Flnc: Machine Learning Improves the Identification of Novel Long Noncoding RNAs from Stand-Alone RNA-Seq Data
UMass Chan AffiliationsCancer Center
Morningside Graduate School of Biomedical Sciences
Population and Quantitative Health Sciences
Program in Bioinformatics and Integrative Biology
Program in Innate Immunity
RNA Therapeutics Institute
Document TypeJournal Article
MetadataShow full item record
AbstractLong noncoding RNAs (lncRNAs) play critical regulatory roles in human development and disease. Although there are over 100,000 samples with available RNA sequencing (RNA-seq) data, many lncRNAs have yet to be annotated.

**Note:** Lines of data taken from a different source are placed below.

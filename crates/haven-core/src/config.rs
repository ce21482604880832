use std::collections::HashMap;

use figment::{
    Figment,
    providers::{Env, Format, Toml},
};
use serde::Deserialize;

/// One virtual host served by this process. Looked up by the host router
/// from the incoming request's `Host` header.
#[derive(Debug, Clone, Deserialize)]
pub struct HostConfig {
    pub service_did: String,
    /// Path to a PEM-encoded EC private key used to sign commits and mint
    /// service JWTs for this host.
    pub jwt_signing_key: String,
    /// Suffixes under which any `<handle>.<suffix>` resolves to this host,
    /// e.g. `["bsky.social"]`.
    #[serde(default)]
    pub user_domains: Vec<String>,
    #[serde(default)]
    pub contact_email: Option<String>,
    #[serde(default)]
    pub privacy_policy: Option<String>,
    #[serde(default)]
    pub terms_of_service: Option<String>,
}

#[derive(Debug, Clone, Deserialize)]
pub struct StoreConfig {
    pub url: String,
}

#[derive(Debug, Clone, Default, Deserialize)]
pub struct AppviewConfig {
    /// Ordered list of backend base URLs; the first healthy one is used.
    #[serde(default)]
    pub backends: Vec<String>,
}

/// HS256 verification secret for bearer access tokens. The PDS never issues
/// tokens itself (see Non-goals); it only needs the shared secret to verify
/// ones minted elsewhere in the account-management flow.
#[derive(Debug, Clone, Deserialize)]
pub struct JwtConfig {
    pub access_secret: String,
}

#[derive(Debug, Clone, Deserialize)]
pub struct AppConfig {
    pub listen_addr: String,
    pub hosts: HashMap<String, HostConfig>,
    pub store: StoreConfig,
    #[serde(default)]
    pub appview: AppviewConfig,
    pub jwt: JwtConfig,
}

impl AppConfig {
    pub fn load(path: &str) -> Result<Self, figment::Error> {
        Figment::new()
            .merge(Toml::file(path))
            .merge(Env::prefixed("HAVEN_PDS_").split("__"))
            .extract()
    }

    /// Resolves a `Host` header value (already stripped of any `:port`) to
    /// its configured host entry, trying an exact hostname match before
    /// falling back to a user-domain suffix match.
    pub fn resolve_host(&self, host: &str) -> Option<(&str, &HostConfig)> {
        if let Some((name, cfg)) = self.hosts.get_key_value(host) {
            return Some((name.as_str(), cfg));
        }
        self.hosts.iter().find_map(|(name, cfg)| {
            cfg.user_domains
                .iter()
                .any(|suffix| host.ends_with(suffix.as_str()))
                .then_some((name.as_str(), cfg))
        })
    }
}
/*!
# netbox-devkit - stubs and helpers for testing netbox-register

- `MockInventory`: in-memory `InventoryApi` that assigns ids, records every
  call and can inject failures
- `FactsBuilder`: terse construction of `SystemFacts`
- `TestHarness`: a mock inventory plus registration settings, ready to hand
  out a `Registrar`
*/

pub mod inventory_stub;
pub mod test_utils;

pub use inventory_stub::{MockCall, MockInventory};
pub use test_utils::{FactsBuilder, TestHarness};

The conventional approach to identifying novel lncRNAs from RNA-seq data is to find transcripts without coding potential but this approach has a false discovery rate of 30-75%. Other existing methods either identify only multi-exon lncRNAs, missing single-exon lncRNAs, or require transcriptional initiation profiling data (such as H3K4me3 ChIP-seq data), which is unavailable for many samples with RNA-seq data. Because of these limitations, current methods cannot accurately identify novel lncRNAs from existing RNA-seq data. To address this problem, we have developed software, Flnc, to accurately identify both novel and annotated full-length lncRNAs, including single-exon lncRNAs, directly from RNA-seq data without requiring transcriptional initiation profiles. Flnc integrates machine learning models built by incorporating four types of features: transcript length, promoter signature, multiple exons, and genomic location. Flnc achieves state-of-the-art prediction power with an AUROC score over 0.92. Flnc significantly improves the prediction accuracy from less than 50% using the conventional approach to over 85%. Flnc is available via GitHub platform.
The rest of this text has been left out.